The few and the proud

11 sworn in as full-time Navajo Nation firefighters

Navajo Times | Donovan Quintero Newly sworn-in Navajo Nation firefighters (from left to right) are Delwin Dooline, Emillio Warner, Spencer White, Kody Ayze, Randy Frank, Jordon Ellis, Gerald Todacheenie, Terrance Nasafotie, Lt. Michael Begay, Marla Kinlecheenie, and Donnikka Little, pose for their families during their graduation ceremony Wednesday.

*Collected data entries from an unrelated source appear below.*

#[cfg(test)]
mod tests {
    use super::*;
    use crate::state::StateStore;

    fn addr(b: u8) -> Address {
        Address([b; 20])
    }

    /// PUSH slot, handled by the store/return fixtures below
    fn counter_code() -> Vec<u8> {
        // slot 0 := slot 0 + 1; return new value
        let mut code = Vec::new();
        code.extend(push(0)); // slot for SLOAD
        code.push(OP_SLOAD);
        code.extend(push(1));
        code.push(OP_ADD); // value
        code.extend(push(0)); // slot
        code.push(OP_SWAP); // SSTORE pops value then slot
        code.push(OP_SSTORE);
        code.extend(push(0));
        code.push(OP_SLOAD);
        code.push(OP_RETURN);
        code
    }

    #[test]
    fn test_contract_address_is_pure() {
        let a = contract_address(&addr(1), b"code");
        let b = contract_address(&addr(1), b"code");
        assert_eq!(a, b);
        assert_ne!(a, contract_address(&addr(2), b"code"));
        assert_ne!(a, contract_address(&addr(1), b"other"));
    }

    #[test]
    fn test_deploy_rejects_empty_and_duplicate() {
        let store = StateStore::temporary().unwrap();
        let runtime = ContractRuntime::new();
        let mut batch = store.stage();

        assert!(runtime.deploy(&mut batch, &addr(1), b"").is_err());
        runtime.deploy(&mut batch, &addr(1), b"\x00").unwrap();
        assert!(runtime.deploy(&mut batch, &addr(1), b"\x00").is_err());
    }

    #[test]
    fn test_counter_increments_across_invocations() {
        let store = StateStore::temporary().unwrap();
        let runtime = ContractRuntime::new();
        let mut batch = store.stage();

        let code = counter_code();
        let contract = runtime.deploy(&mut batch, &addr(1), &code).unwrap();

        let r1 = runtime.invoke(&mut batch, &addr(2), &contract, &[], 10_000).unwrap();
        assert_eq!(r1.status, ExecStatus::Success);
        assert_eq!(r1.return_data, 1u64.to_le_bytes().to_vec());

        let r2 = runtime.invoke(&mut batch, &addr(2), &contract, &[], 10_000).unwrap();
        assert_eq!(r2.return_data, 2u64.to_le_bytes().to_vec());
        assert!(r2.gas_used > 0);
    }

    #[test]
    fn test_out_of_gas_reverts_writes() {
        let store = StateStore::temporary().unwrap();
        let runtime = ContractRuntime::new();
        let mut batch = store.stage();

        let code = counter_code();
        let contract = runtime.deploy(&mut batch, &addr(1), &code).unwrap();

        // gas 5 covers the first SLOAD but not the SSTORE
        let receipt = runtime.invoke(&mut batch, &addr(2), &contract, &[], 5).unwrap();
        assert_eq!(receipt.status, ExecStatus::OutOfGas);

        // state untouched: a funded call starts from zero again
        let ok = runtime.invoke(&mut batch, &addr(2), &contract, &[], 10_000).unwrap();
        assert_eq!(ok.return_data, 1u64.to_le_bytes().to_vec());
    }

    #[test]
    fn test_revert_discards_writes_and_logs() {
        let store = StateStore::temporary().unwrap();
        let runtime = ContractRuntime::new();
        let mut batch = store.stage();

        // store 7 at slot 0, log it, then revert
        let mut code = Vec::new();
        code.extend(push(0));
        code.extend(push(7));
        code.push(OP_SSTORE);
        code.extend(push(7));
        code.push(OP_LOG);
        code.push(OP_REVERT);
        let contract = runtime.deploy(&mut batch, &addr(1), &code).unwrap();

        let receipt = runtime.invoke(&mut batch, &addr(2), &contract, &[], 10_000).unwrap();
        assert_eq!(receipt.status, ExecStatus::Reverted);
        assert!(receipt.logs.is_empty());
        assert!(batch.get(&slot_key(&contract, 0)).unwrap().is_none());
    }

    #[test]
    fn test_stack_underflow_is_typed_failure() {
        let store = StateStore::temporary().unwrap();
        let runtime = ContractRuntime::new();
        let mut batch = store.stage();

        let contract = runtime.deploy(&mut batch, &addr(1), &[OP_ADD]).unwrap();
        let receipt = runtime.invoke(&mut batch, &addr(2), &contract, &[], 10_000).unwrap();
        assert_eq!(receipt.status, ExecStatus::Failed);
    }

    #[test]
    fn test_gas_capped_by_ceiling() {
        let store = StateStore::temporary().unwrap();
        let runtime = ContractRuntime::new();
        let mut batch = store.stage();

        // infinite loop: JUMP back to 0
        let mut code = Vec::new();
        code.extend(push(0));
        code.push(OP_JUMP);
        let contract = runtime.deploy(&mut batch, &addr(1), &code).unwrap();

        let receipt = runtime
            .invoke(&mut batch, &addr(2), &contract, &[], u64::MAX)
            .unwrap();
        assert_eq!(receipt.status, ExecStatus::OutOfGas);
        assert!(receipt.gas_used <= DEFAULT_GAS_CEILING + 1);
    }

    #[test]
    fn test_logs_collected_on_success() {
        let store = StateStore::temporary().unwrap();
        let runtime = ContractRuntime::new();
        let mut batch = store.stage();

        let mut code = Vec::new();
        code.extend(push(42));
        code.push(OP_LOG);
        code.push(OP_STOP);
        let contract = runtime.deploy(&mut batch, &addr(1), &code).unwrap();

        let receipt = runtime.invoke(&mut batch, &addr(2), &contract, &[], 1_000).unwrap();
        assert_eq!(receipt.status, ExecStatus::Success);
        assert_eq!(receipt.logs, vec![LogEntry { contract, value: 42 }]);
    }

    #[test]
    fn test_input_words() {
        let store = StateStore::temporary().unwrap();
        let runtime = ContractRuntime::new();
        let mut batch = store.stage();

        // return input word at offset 0
        let mut code = Vec::new();
        code.extend(push(0));
        code.push(OP_INPUT);
        code.push(OP_RETURN);
        let contract = runtime.deploy(&mut batch, &addr(1), &code).unwrap();

        let input = 99u64.to_le_bytes();
        let receipt = runtime
            .invoke(&mut batch, &addr(2), &contract, &input, 1_000)
            .unwrap();
        assert_eq!(receipt.return_data, 99u64.to_le_bytes().to_vec());
    }
}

Navajo Times | Donovan Quintero
Newly sworn-in Navajo Nation firefighters (from left to right) are Delwin Dooline, Emillio Warner, Spencer White, Kody Ayze, Randy Frank, Jordon Ellis, Gerald Todacheenie, Terrance Nasafotie, Lt. Michael Begay, Marla Kinlecheenie, and Donnikka Little, pose for their families during their graduation ceremony Wednesday.

WINDOW ROCK

Being a firefighter on the Navajo Reservation is not like being a firefighter in a city or in most smaller communities off the reservation.

This was brought up several times during special graduation ceremony held at the Navajo Nation Museum for 11 men and women who were being sworn in as full-time firefighters for the Navajo Nation Fire Department.

Navajo Times | Donovan Quintero OJ White, father of graduating Navajo Nation firefighter Spencer White, who is a police officer with the Chinle Police District, pins the Navajo Nation firefighter badge on his son Wednesday at the Navajo Nation Museum in Window Rock.

Navajo Times | Donovan Quintero
OJ White, father of graduating Navajo Nation firefighter Spencer White, who is a police officer with the Chinle Police District, pins the Navajo Nation firefighter badge on his son Wednesday at the Navajo Nation Museum in Window Rock.

Lt. Michael Begay knows this.

After joining the Navajo Fire Department in 1999 as a volunteer, he has now been named to head the fire station in Leupp.

When asked how many fire personnel he will be overseeing, he said, “there will just be me.”

While he will have volunteers to help him, Begay knows that there is a good chance that when he reaches the site of the fire, he will be the only one there to begin fighting it and thats something he says he has to be prepared for.

The reason is simple, said Fire Captain Larry Singer. Firefighters on the Navajo Reservation are specially trained to deal with the possibility that they will be the only ones there to battle the fire.

Singer said that when he talks to fire officials off the reservation from places like Phoenix and Flagstaff, they are amazed to learn of the conditions on the Navajo Reservation that firefighters have to face.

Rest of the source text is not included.